The team, led by UW-Madison neuroscientist Su-Chun Zhang, published its findings Sept. 22 in the journal Cell Stem Cell. The study was led by postdoctoral researchers in Zhang's lab, Yuejun Chen, Man Xiong and Yezheng Tao, who now hold faculty positions in China and Singapore.
"Our brains are wired by very specialized nerve cells in specific locations in such a precise way that we can engage in all kinds of complex behaviors. It all depends on circuits wired by specific cell types," said Zhang, a professor of neuroscience and neurology at UW-Madison's Waisman Center." Nerve damage usually affects specific brain regions or specific cell types, disrupting the circuitry. In order to treat these diseases, we must restore these circuits."
To repair these circuits in a mouse model of Parkinson's disease, the researchers first coaxed human embryonic stem cells to differentiate into dopamine-producing neurons, which die in Parkinson's disease. They transplanted these new neurons into the mice's midbrain, the region of the brain most affected by Parkinson's degeneration.
After a few months, after the new neurons had time to integrate into the brain, the mice's motor skills improved. On closer inspection, Zhang's team was able to see that the transplanted neurons were connected long distances to motor control areas of the brain. The nerve cells also made connections to regulatory areas of the brain that feed to the new neurons, preventing them from being overstimulated.
Both sets of connections - input and output from the transplanted neurons - are similar to the circuits established by the local neurons.
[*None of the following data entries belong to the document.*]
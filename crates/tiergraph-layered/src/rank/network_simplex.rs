//! Network simplex ranking.
//!
//! Gansner, Koutsofios, North & Vo, "A Technique for Drawing Directed Graphs" (1993). Starting
//! from a feasible tight tree, tree edges with a negative cut value are exchanged for the non-tree
//! edge of least slack that reconnects the two halves, until every cut value is non-negative.
//! The result minimises `sum(weight * (rank(w) - rank(v)))` subject to `minlen`.

use super::feasible_tree::{TightTree, feasible_tree};
use super::util::{RankGraph, longest_path_ranks};
use crate::LayoutGraph;

/// Upper bound on exchanges, as a multiple of the edge count.
const EXCHANGES_PER_EDGE: usize = 16;

pub fn network_simplex(g: &mut LayoutGraph) {
    let rg = RankGraph::from_graph(g);
    if rg.node_count() == 0 {
        return;
    }
    let ranks = solve(&rg);
    rg.write_ranks(g, &ranks);
}

pub(crate) fn solve(rg: &RankGraph) -> Vec<i32> {
    let mut ranks = longest_path_ranks(rg);
    let tree = feasible_tree(rg, &mut ranks);
    let n = rg.node_count();
    let mut simplex = Simplex {
        rg,
        tree,
        ranks,
        parent: vec![None; n],
        low: vec![0; n],
        lim: vec![0; n],
        cut: vec![0.0; n],
        preorder: Vec::with_capacity(n),
    };
    simplex.init_low_lim();
    simplex.init_cut_values();

    let max_exchanges = rg.edges.len().saturating_mul(EXCHANGES_PER_EDGE).max(64);
    let mut exchanges = 0usize;
    while let Some((child, parent)) = simplex.leave_edge() {
        if exchanges >= max_exchanges {
            tracing::debug!(exchanges, "network simplex: exchange limit reached");
            break;
        }
        let Some(enter) = simplex.enter_edge(child, parent) else {
            break;
        };
        simplex.exchange(child, parent, enter);
        exchanges += 1;
    }
    tracing::trace!(
        nodes = n,
        edges = rg.edges.len(),
        exchanges,
        "network simplex: done"
    );
    simplex.ranks
}

struct Simplex<'a> {
    rg: &'a RankGraph,
    tree: TightTree,
    ranks: Vec<i32>,
    parent: Vec<Option<usize>>,
    low: Vec<usize>,
    lim: Vec<usize>,
    /// Cut value of the tree edge between a node and its parent.
    cut: Vec<f64>,
    preorder: Vec<usize>,
}

impl Simplex<'_> {
    /// Postorder numbering: `lim` is the visit number, `low` the smallest `lim` in the subtree.
    fn init_low_lim(&mut self) {
        self.preorder.clear();
        let mut next_lim = 1usize;
        let roots = self.tree.roots.clone();
        for root in roots {
            self.parent[root] = None;
            self.low[root] = next_lim;
            self.preorder.push(root);
            let mut stack: Vec<(usize, usize)> = vec![(root, 0)];
            while let Some(top) = stack.last_mut() {
                let (v, next) = *top;
                if let Some(&w) = self.tree.adj[v].get(next) {
                    top.1 += 1;
                    if Some(w) == self.parent[v] {
                        continue;
                    }
                    self.parent[w] = Some(v);
                    self.low[w] = next_lim;
                    self.preorder.push(w);
                    stack.push((w, 0));
                    continue;
                }
                self.lim[v] = next_lim;
                next_lim += 1;
                stack.pop();
            }
        }
    }

    fn init_cut_values(&mut self) {
        // Children before parents: reverse preorder visits every subtree before its root.
        let order: Vec<usize> = self.preorder.iter().rev().copied().collect();
        for v in order {
            if self.parent[v].is_some() {
                self.cut[v] = self.calc_cut_value(v);
            }
        }
    }

    fn calc_cut_value(&self, child: usize) -> f64 {
        let Some(parent) = self.parent[child] else {
            return 0.0;
        };
        let rg = self.rg;
        let (child_is_tail, tree_edge) = match rg.edge_of.get(&(child, parent)) {
            Some(&e) => (true, e),
            None => match rg.edge_of.get(&(parent, child)) {
                Some(&e) => (false, e),
                None => return 0.0,
            },
        };

        let mut cut = rg.edges[tree_edge].weight;
        for e in rg.node_edges(child) {
            let edge = rg.edges[e];
            let is_out = edge.v == child;
            let other = if is_out { edge.w } else { edge.v };
            if other == parent {
                continue;
            }
            let points_to_head = is_out == child_is_tail;
            cut += if points_to_head {
                edge.weight
            } else {
                -edge.weight
            };
            if self.parent[other] == Some(child) {
                let other_cut = self.cut[other];
                cut += if points_to_head { -other_cut } else { other_cut };
            }
        }
        cut
    }

    /// First node, in node order, whose tree edge to its parent has a negative cut value.
    fn leave_edge(&self) -> Option<(usize, usize)> {
        (0..self.rg.node_count()).find_map(|v| {
            let parent = self.parent[v]?;
            (self.cut[v] < 0.0).then_some((v, parent))
        })
    }

    fn is_descendant(&self, v: usize, root: usize) -> bool {
        self.low[root] <= self.lim[v] && self.lim[v] <= self.lim[root]
    }

    /// The non-tree edge of least slack that crosses the cut opened by removing the tree edge.
    fn enter_edge(&self, child: usize, parent: usize) -> Option<usize> {
        let rg = self.rg;
        let (v, w) = if rg.edge_of.contains_key(&(child, parent)) {
            (child, parent)
        } else {
            (parent, child)
        };
        let (tail, flip) = if self.lim[v] > self.lim[w] {
            (w, true)
        } else {
            (v, false)
        };

        (0..rg.edges.len())
            .filter(|&e| {
                let edge = rg.edges[e];
                flip == self.is_descendant(edge.v, tail) && flip != self.is_descendant(edge.w, tail)
            })
            .min_by_key(|&e| rg.slack(&self.ranks, e))
    }

    fn exchange(&mut self, child: usize, parent: usize, enter: usize) {
        let edge = self.rg.edges[enter];
        self.tree.remove_edge(child, parent);
        self.tree.add_edge(edge.v, edge.w);
        self.init_low_lim();
        self.init_cut_values();
        self.update_ranks();
    }

    /// Re-derives ranks top-down so every tree edge is tight again.
    fn update_ranks(&mut self) {
        let rg = self.rg;
        for i in 0..self.preorder.len() {
            let v = self.preorder[i];
            let Some(parent) = self.parent[v] else {
                continue;
            };
            if let Some(&e) = rg.edge_of.get(&(v, parent)) {
                self.ranks[v] = self.ranks[parent] - rg.edges[e].minlen;
            } else if let Some(&e) = rg.edge_of.get(&(parent, v)) {
                self.ranks[v] = self.ranks[parent] + rg.edges[e].minlen;
            }
        }
    }
}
This is true only for the dopamine-producing cells. In similar experiments, cells producing the neurotransmitter glutamate (not involved in Parkinson's disease) did not repair motor circuits, revealing the importance of neuronal identity in repairing damage.
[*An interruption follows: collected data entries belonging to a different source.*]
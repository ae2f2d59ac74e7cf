//! Crossing minimization.
//!
//! Starting from a depth-first initial order, layers are re-sorted by weighted barycenter in
//! alternating up and down sweeps. The ordering with the fewest weighted crossings wins; the loop
//! stops after `order_patience` sweeps without improvement.

mod barycenter;
mod cross_count;
mod init_order;

pub use barycenter::{SortEntry, sort};
pub use cross_count::cross_count;
pub use init_order::init_order;

use crate::LayoutGraph;
use rustc_hash::FxHashMap;

/// Index-based view of the ranked graph: one layer per rank (offset from the smallest rank) and
/// weighted neighbour lists with parallel edges merged.
#[derive(Debug, Default)]
pub(crate) struct OrderGraph {
    pub ids: Vec<String>,
    pub ix_of: FxHashMap<String, usize>,
    pub layer: Vec<Option<usize>>,
    pub layer_count: usize,
    pub preds: Vec<Vec<(usize, f64)>>,
    pub succs: Vec<Vec<(usize, f64)>>,
}

impl OrderGraph {
    pub fn from_graph(g: &LayoutGraph) -> Self {
        let ids = g.node_ids();
        let ix_of: FxHashMap<String, usize> = ids
            .iter()
            .enumerate()
            .map(|(i, v)| (v.clone(), i))
            .collect();

        let ranks: Vec<Option<i32>> = ids
            .iter()
            .map(|v| g.node(v).and_then(|n| n.rank))
            .collect();
        let min_rank = ranks.iter().flatten().copied().min().unwrap_or(0);
        let max_rank = ranks.iter().flatten().copied().max();
        let layer: Vec<Option<usize>> = ranks
            .iter()
            .map(|r| r.map(|r| (r - min_rank) as usize))
            .collect();
        let layer_count = max_rank.map_or(0, |max| (max - min_rank + 1) as usize);

        let n = ids.len();
        let mut og = OrderGraph {
            preds: vec![Vec::new(); n],
            succs: vec![Vec::new(); n],
            ..Default::default()
        };
        let mut pair_slot: FxHashMap<(usize, usize), (usize, usize)> = FxHashMap::default();
        g.for_each_edge(|e, lbl| {
            if e.is_self_loop() {
                return;
            }
            let (Some(&v), Some(&w)) = (ix_of.get(e.v.as_str()), ix_of.get(e.w.as_str())) else {
                return;
            };
            match pair_slot.get(&(v, w)) {
                Some(&(si, pi)) => {
                    og.succs[v][si].1 += lbl.weight;
                    og.preds[w][pi].1 += lbl.weight;
                }
                None => {
                    pair_slot.insert((v, w), (og.succs[v].len(), og.preds[w].len()));
                    og.succs[v].push((w, lbl.weight));
                    og.preds[w].push((v, lbl.weight));
                }
            }
        });

        og.ids = ids;
        og.ix_of = ix_of;
        og.layer = layer;
        og.layer_count = layer_count;
        og
    }

    pub fn to_indices(&self, layering: &[Vec<String>]) -> Vec<Vec<usize>> {
        layering
            .iter()
            .map(|layer| {
                layer
                    .iter()
                    .filter_map(|v| self.ix_of.get(v).copied())
                    .collect()
            })
            .collect()
    }
}

pub fn order(g: &mut LayoutGraph) {
    let og = OrderGraph::from_graph(g);
    if og.layer_count == 0 {
        return;
    }
    let patience = g.graph().order_patience.max(1);

    let mut layering = init_order::init_layering(&og);
    let mut best = layering.clone();
    let mut best_cc = cross_count::count(&og, &layering);
    let mut since_best = 0usize;
    let mut sweep = 0usize;
    while since_best < patience && best_cc > 0.0 {
        let down = sweep % 2 == 1;
        let bias_right = sweep % 4 >= 2;
        sweep_layers(&og, &mut layering, down, bias_right);
        let cc = cross_count::count(&og, &layering);
        tracing::trace!(sweep, crossings = cc, best = best_cc, "order: sweep");
        if cc < best_cc {
            best_cc = cc;
            best = layering.clone();
            since_best = 0;
        } else {
            since_best += 1;
        }
        sweep += 1;
    }

    for layer in &best {
        for (i, &v) in layer.iter().enumerate() {
            if let Some(n) = g.node_mut(&og.ids[v]) {
                n.order = Some(i);
            }
        }
    }
}

/// Re-sorts every layer against its already-placed neighbour layer: predecessors when sweeping
/// down, successors when sweeping up.
fn sweep_layers(og: &OrderGraph, layering: &mut [Vec<usize>], down: bool, bias_right: bool) {
    let mut pos = vec![0usize; og.ids.len()];
    for layer in layering.iter() {
        for (i, &v) in layer.iter().enumerate() {
            pos[v] = i;
        }
    }

    let layers: Vec<usize> = if down {
        (1..layering.len()).collect()
    } else {
        (0..layering.len().saturating_sub(1)).rev().collect()
    };
    for r in layers {
        let fixed = if down { r - 1 } else { r + 1 };
        let entries: Vec<SortEntry<usize>> = layering[r]
            .iter()
            .enumerate()
            .map(|(i, &v)| {
                let neighbours = if down { &og.preds[v] } else { &og.succs[v] };
                let (barycenter, weight) = barycenter::barycenter(
                    neighbours
                        .iter()
                        .filter(|(u, _)| og.layer[*u] == Some(fixed))
                        .map(|&(u, weight)| (pos[u], weight)),
                );
                SortEntry {
                    vs: vec![v],
                    i,
                    barycenter,
                    weight,
                }
            })
            .collect();
        let sorted = sort(entries, bias_right);
        for (i, &v) in sorted.vs.iter().enumerate() {
            pos[v] = i;
        }
        layering[r] = sorted.vs;
    }
}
To conclusively confirm that the transplanted neurons had repaired circuits damaged by Parkinson's disease, the researchers inserted genetic switches into the stem cells. These switches turn up or down the activity of the cells when they are exposed to specially designed drugs in the diet or by injection.
When the stem cells were turned off, the mice's improvement in movement disappeared, suggesting that the stem cells are crucial for restoring the brain damaged by Parkinson's disease. The study also suggests that this gene switch technique could be used to fine-tune the activity of the transplanted cells to optimize treatment.
Zhang's group and other researchers have been developing ways to convert stem cells into many different types of neurons in the brain for years. Each neurological disease or injury requires its own specialized nerve cells to treat, but the treatment options may be broadly similar." We use Parkinson's disease as a model, but the principle is the same for many different neurological disorders," Chang said.
The work has personal significance for Chang. As a physician and scientist, he often receives letters from families who are desperate for help in treating neurological disorders or traumatic brain injuries. Six years ago, Mr. Zhang suffered a broken neck in a bicycle accident. When he woke up in the hospital, partially paralyzed, his first thought was how stem cells - which he had been studying for years - could help him recover.
Now, after years of physiotherapy, Mr. Zhang has largely recovered. Mr. Zhang still believes that the right stem cell treatment can help people like him and his family in the future," he says.
To that end, Zhang's team is currently testing a similar treatment on primates, a step toward human trials.
"There's hope, but we need to take it one step at a time," he said.